3. Don’t be the food police.

“Should you eat THAT!? Food shaming just doesn’t help. Yes, we know we are diabetic. Yes, we are eating cake, or whatever treat. Being diabetic means making a lot of changes, not just to how and what we eat, but also to how we live our lives. A lot of us, just want to be normal, particularly at family gatherings. So if we eat a small slice of cake or pie or whatever- let it go. Many of us, make exchanges in our diets and make the necessary adjustments in exercise, food choices and medication.

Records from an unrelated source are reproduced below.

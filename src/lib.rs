//! Night-shift earnings tracker for a fixed Philippine payroll setup.
//!
//! This crate computes real-time and period-aggregate earnings for a
//! fixed 22:00-08:00 night shift: night differential, rest-day premiums,
//! overtime with a grace period, semi-monthly salary spreading, and
//! statutory deduction estimation. The presentation layer plugs into the
//! engine through the query surface in [`engine`] and the value types in
//! [`models`].

#![warn(missing_docs)]

pub mod calculation;
pub mod config;
pub mod display;
pub mod engine;
pub mod error;
pub mod models;
pub mod storage;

4. Unsolicited advice is unwanted.

We know you mean well and are trying to help. Being diabetic is more complicated than it seems. So when you say…
“Well if you just watched your diet and exercise, you’ll be fine and maybe won’t need your insulin/medications.”
“My sister/friend/church member/random person at the grocery store/ Dr. Oz says/does/takes this (insert whatever “treatment” regimen here) and they have diabetes too…”

Expect a long sigh and perhaps even an eye roll. While diet and exercise are good things for all of us to do, hat may not change the need for insulin or medications. Also understand that every journey with diabetes is as different as the individuals with this disease.




5. We are regular people living with a disease that:
A. We didn’t ask for, and
B. We don’t want.

We are not perfect. We will not eat perfectly all the time. We need compassion, love and understanding.